Network Simplex Solver: NetworkX

We will solve the instance of a Minimum cost flow problem described in (1) with NetworkX. Node 1 is the source node, nodes 2 and 3 are the transshipment nodes and node 4 is the sink node.

mcf_dimacs_1

Solving a Minimum Cost Flow Problem with NetworkX is pretty straight forward.

# import networkx
import networkx as nx

# create directed graph
G = nx.DiGraph()

# add node to graph with negative (!) supply for each supply node 
G.add_node(1, demand = -4)

# you can ignore transshipment nodes with zero supply when you are working with the mcfp-solver 
# of networkx
# add node to graph with positive (!) demand for each demand node
G.add_node(4, demand = 4)

# add arcs to the graph: fromNode,toNode,capacity,cost (=weight)
G.add_edge(1, 2, capacity = 4, weight = 2)
G.add_edge(1, 3, capacity = 2, weight = 2)
G.add_edge(2, 3, capacity = 2, weight = 1)
G.add_edge(2, 4, capacity = 3, weight = 3)
G.add_edge(3, 4, capacity = 5, weight = 1)

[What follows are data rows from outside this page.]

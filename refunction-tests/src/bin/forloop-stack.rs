use std::{env, ptr, thread, time::Duration};

use refunction_common::libc;

/// No such syscall, the kernel answers with ENOSYS.
const MISSING_SYSCALL: libc::c_long = 100_000;

fn main() {
    let missing_syscall = env::args().any(|a| a == "--missing-syscall");

    let mut i: u64 = 0;
    loop {
        // keep the counter in its stack slot
        unsafe { ptr::write_volatile(&mut i, ptr::read_volatile(&i) + 1) };
        if missing_syscall {
            unsafe { libc::syscall(MISSING_SYSCALL) };
        }
        println!("at: {i}");

        thread::sleep(Duration::from_millis(50));
    }
}
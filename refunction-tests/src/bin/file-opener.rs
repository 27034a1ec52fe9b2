use std::{env, fs::File, io::Write, mem, path::PathBuf, thread, time::Duration};

/// Opens, and never closes, a new file in the given directory every 20ms.
fn main() {
    let dir = PathBuf::from(env::args().nth(1).expect("usage: file-opener <dir>"));

    let mut count = 0;
    loop {
        let mut file = File::create(dir.join(format!("{count}.txt"))).expect("failed to create file");
        writeln!(file, "at: {count}").expect("failed to write file");
        mem::forget(file);

        println!("at: {count}");
        count += 1;
        thread::sleep(Duration::from_millis(20));
    }
}
pub mod util;
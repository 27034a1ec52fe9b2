use std::path::PathBuf;

use clap::Parser;

/// Serves requests from a function runtime that is rewound between calls.
#[derive(Parser, Debug, Clone)]
#[command(author, version, about)]
pub struct Args {
    /// Source of the handler installed into the runtime
    #[arg(long)]
    pub function: PathBuf,

    /// Print every syscall made by the runtime to stderr
    #[arg(long)]
    pub strace: bool,

    /// Rewind the runtime to its activation checkpoint before every request but the first
    #[arg(long)]
    pub restore: bool,

    /// The runtime command
    #[arg(last = true, required = true)]
    pub exec: Vec<String>,
}
use std::{mem::MaybeUninit, ptr};

use refunction_common::{
    anyhow::{Context, Result},
    libc,
    nix::{errno::Errno, unistd::Pid},
};

#[derive(Debug, Clone, Copy, PartialEq, Eq)]
pub struct Limit {
    pub soft: u64,
    pub hard: u64,
}

/// The limits that bound how far the traced process may grow.
#[derive(Debug, Clone, Copy, PartialEq, Eq)]
pub struct ResourceLimits {
    pub address_space: Limit,
    pub data: Limit,
    pub stack: Limit,
}

pub(crate) fn read_rlimits(pid: Pid) -> Result<ResourceLimits> {
    let read = |resource, name: &str| -> Result<Limit> {
        let mut limit = MaybeUninit::<libc::rlimit>::uninit();
        let res = unsafe { libc::prlimit(pid.as_raw(), resource, ptr::null(), limit.as_mut_ptr()) };
        Errno::result(res).with_context(|| format!("could not read {name} of {pid}"))?;
        let limit = unsafe { limit.assume_init() };
        Ok(Limit {
            soft: limit.rlim_cur,
            hard: limit.rlim_max,
        })
    };

    Ok(ResourceLimits {
        address_space: read(libc::RLIMIT_AS, "RLIMIT_AS")?,
        data: read(libc::RLIMIT_DATA, "RLIMIT_DATA")?,
        stack: read(libc::RLIMIT_STACK, "RLIMIT_STACK")?,
    })
}

#[cfg(test)]
mod tests {
    use super::*;

    #[test]
    fn test_read_own_rlimits() {
        let limits = read_rlimits(Pid::this()).unwrap();

        let mut stack = MaybeUninit::<libc::rlimit>::uninit();
        assert_eq!(unsafe { libc::getrlimit(libc::RLIMIT_STACK, stack.as_mut_ptr()) }, 0);
        let stack = unsafe { stack.assume_init() };

        assert_eq!(limits.stack.soft, stack.rlim_cur);
        assert_eq!(limits.stack.hard, stack.rlim_max);
        assert!(limits.address_space.soft <= limits.address_space.hard);
    }
}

# solve the min cost flow problem
# flowDict contains the optimized flow
# flowCost contains the total minimized optimum
flowCost, flowDict = nx.network_simplex(G)

print "Optimum: %s" %flowCost  #should be 14

As you can see the code is very readable and easy to understand. The only thing you could get trouble with in the formulation of a min cost flow problem with networkx is the fact that the supply nodes get a negative supply value (because the python attribute is called „demand“) while the demand nodes require positive demand values.
This differs from the usual mathematical notation of supply and demand values in the network flow problems where supply values are positive and demand values of negative sign.
Also note that you only need to add supply and demand nodes to the graph. You don’t have to care of the transshipment nodes.